A curious look came over the halfling’s face. He snapped his fingers and hopped down from the banister, as if his last action had given him an idea. He ran to Pook, rolled the former guildmaster’s head to the side—trying to ignore the very conspicuous wound in Pook’s neck—and lifted off the ruby pendant that had started the whole adventure. Satisfied, Regis turned to the very curious stares of his two friends.
“Time to make some allies,” the halfling explained, and he darted off down the stairs.
Bruenor and Drizzt looked at each other in disbelief.
“He’ll own the guild,” Bruenor assured the drow.
Drizzt didn’t argue the point.
From an alley on Rogues Circle, Rassiter, again in his human form, heard the dying screams of his fellow ratmen. He had been smart enough to understand that the guild was overmatched by the heroes from the North, and when Pook sent him down to rally the fight, he had slipped instead back into the protection of the sewers.
Now he could only listen to the cries and wonder how many of his lycanthrope kin would survive the dark day. “I will build a new guild,” he vowed to himself, though he fully understood the enormity of the task, especially now that he had achieved such notoriety in Calimport. Perhaps he could travel to another city—Memnon or Baldur’s Gate—farther up the coast.

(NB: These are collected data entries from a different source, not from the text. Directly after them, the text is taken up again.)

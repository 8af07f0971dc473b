//! Catalog of scrape targets
//!
//! Each [`Source`] maps to its URL template(s), the field capacity of the
//! rows it produces, and the date-format convention of the hosting exchange.
//! Date helpers compute offset-relative trading-day strings in the
//! Asia/Taipei timezone.

use chrono::{DateTime, Datelike, Duration, FixedOffset, NaiveDate, Utc, Weekday};
use serde::{Deserialize, Serialize};

mod dates;

pub use dates::{compact_date, date_from_offset, date_from_offset_at, DateFormat};

const TWSE_DAILY_CLOSE: &str =
    "https://www.twse.com.tw/exchangeReport/MI_INDEX?response=csv&date={date}&type=ALLBUT0999";
const TWSE_THREE_PRIMARY: &str =
    "http://www.tse.com.tw/fund/T86?response=csv&date={date}&selectType=ALLBUT0999";
const TPEX_DAILY_CLOSE: &str =
    "http://www.tpex.org.tw/web/stock/aftertrading/daily_close_quotes/stk_quote_download.php?l=zh-tw&d={date}&s=0,asc,0";
const TPEX_THREE_PRIMARY: &str =
    "http://www.tpex.org.tw/web/stock/3insti/daily_trade/3itrade_hedge_result.php?l=zh-tw&se=EW&t=D&d={date}&s=0,asc";
const TWSE_STOCK_LIST: &str = "https://isin.twse.com.tw/isin/C_public.jsp?strMode=2";
const TPEX_STOCK_LIST: &str = "https://isin.twse.com.tw/isin/C_public.jsp?strMode=4";
const CONCENTRATION_PAGE: &str =
    "https://stockchannelnew.sinotrade.com.tw/z/zc/zco/zco_{stock}_{page}.djhtm";

/// The top-15 broker list shifts day to day, so an accurate aggregate needs
/// every ranking window page. Page 5 (40-day) is not published.
pub const CONCENTRATION_PAGES: [u8; 5] = [1, 2, 3, 4, 6];

/// One URL of a job's fetch plan, with the broker-ranking page it came from.
#[derive(Debug, Clone, PartialEq, Eq)]
pub struct PageUrl {
    /// Fully substituted URL
    pub url: String,
    /// Broker-ranking page index, concentration sources only
    pub page: Option<u8>,
}

/// Closed enum of scrape targets.
#[derive(Debug, Clone, Copy, PartialEq, Eq, Hash, Serialize, Deserialize)]
pub enum Source {
    /// TWSE market daily closing quotes (CSV)
    TwseDailyClose,
    /// TPEx market daily closing quotes (CSV)
    TpexDailyClose,
    /// TWSE institutional buy/sell flow (CSV)
    TwseThreePrimary,
    /// TPEx institutional buy/sell flow (CSV)
    TpexThreePrimary,
    /// TWSE listed-instrument registry (HTML)
    TwseStockList,
    /// TPEx listed-instrument registry (HTML)
    TpexStockList,
    /// Per-stock broker-concentration ranking pages (HTML)
    StakeConcentration,
}

impl Source {
    /// Field capacity of a parseable row for this source; rows with fewer
    /// fields are skipped. Concentration pages are not row-shaped.
    pub fn capacity(&self) -> usize {
        match self {
            Source::TwseDailyClose | Source::TpexDailyClose => 17,
            Source::TwseThreePrimary => 19,
            Source::TpexThreePrimary => 24,
            Source::TwseStockList | Source::TpexStockList => 6,
            Source::StakeConcentration => 0,
        }
    }

    /// Date-format convention for this source, `None` for list sources.
    pub fn date_format(&self) -> Option<DateFormat> {
        match self {
            Source::TwseDailyClose | Source::TwseThreePrimary => Some(DateFormat::Twse),
            Source::TpexDailyClose | Source::TpexThreePrimary => Some(DateFormat::Tpex),
            Source::StakeConcentration => Some(DateFormat::Concentration),
            Source::TwseStockList | Source::TpexStockList => None,
        }
    }

    /// Whether jobs for this source need a per-stock entity id.
    pub fn needs_stock_id(&self) -> bool {
        matches!(self, Source::StakeConcentration)
    }

    /// Build the ordered list of URLs a job for this source must fetch.
    ///
    /// Dated sources substitute `date` into their template; list sources use
    /// a fixed URL. `StakeConcentration` enumerates one URL per
    /// broker-ranking page in [`CONCENTRATION_PAGES`].
    pub fn page_urls(&self, date: &str, stock_id: Option<&str>) -> Vec<PageUrl> {
        match self {
            Source::TwseDailyClose => vec![dated(TWSE_DAILY_CLOSE, date)],
            Source::TpexDailyClose => vec![dated(TPEX_DAILY_CLOSE, date)],
            Source::TwseThreePrimary => vec![dated(TWSE_THREE_PRIMARY, date)],
            Source::TpexThreePrimary => vec![dated(TPEX_THREE_PRIMARY, date)],
            Source::TwseStockList => vec![fixed(TWSE_STOCK_LIST)],
            Source::TpexStockList => vec![fixed(TPEX_STOCK_LIST)],
            Source::StakeConcentration => {
                let stock = stock_id.unwrap_or_default();
                CONCENTRATION_PAGES
                    .iter()
                    .map(|page| PageUrl {
                        url: CONCENTRATION_PAGE
                            .replace("{stock}", stock)
                            .replace("{page}", &page.to_string()),
                        page: Some(*page),
                    })
                    .collect()
            }
        }
    }
}

impl std::fmt::Display for Source {
    fn fmt(&self, f: &mut std::fmt::Formatter<'_>) -> std::fmt::Result {
        let s = match self {
            Source::TwseDailyClose => "TwseDailyClose",
            Source::TpexDailyClose => "TpexDailyClose",
            Source::TwseThreePrimary => "TwseThreePrimary",
            Source::TpexThreePrimary => "TpexThreePrimary",
            Source::TwseStockList => "TwseStockList",
            Source::TpexStockList => "TpexStockList",
            Source::StakeConcentration => "StakeConcentration",
        };
        write!(f, "{s}")
    }
}

fn dated(template: &str, date: &str) -> PageUrl {
    PageUrl {
        url: template.replace("{date}", date),
        page: None,
    }
}

fn fixed(url: &str) -> PageUrl {
    PageUrl {
        url: url.to_string(),
        page: None,
    }
}

/// Taiwan has no daylight saving; a fixed UTC+8 offset is sufficient.
pub(crate) fn taipei_offset() -> FixedOffset {
    FixedOffset::east_opt(8 * 3600).expect("+08:00 is a valid offset")
}

/// Today's calendar date in Taipei.
pub fn taipei_today() -> NaiveDate {
    let now: DateTime<Utc> = Utc::now();
    now.with_timezone(&taipei_offset()).date_naive()
}

pub(crate) fn is_weekend(date: NaiveDate) -> bool {
    matches!(date.weekday(), Weekday::Sat | Weekday::Sun)
}

pub(crate) fn add_days(date: NaiveDate, offset: i64) -> NaiveDate {
    date + Duration::days(offset)
}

His ponderings came to an abrupt end as the flat of a curving blade came to rest on his shoulder, the razor edge cutting a tiny line across the side of his neck.
Rassiter held up a jeweled dagger. “This is yours, I believe,” he said, trying to sound calm. The saber slipped away and Rassiter turned to face Artemis Entreri.
Entreri reached out with a bandaged arm to pull the dagger away, at the same time slipping the saber back into its scabbard.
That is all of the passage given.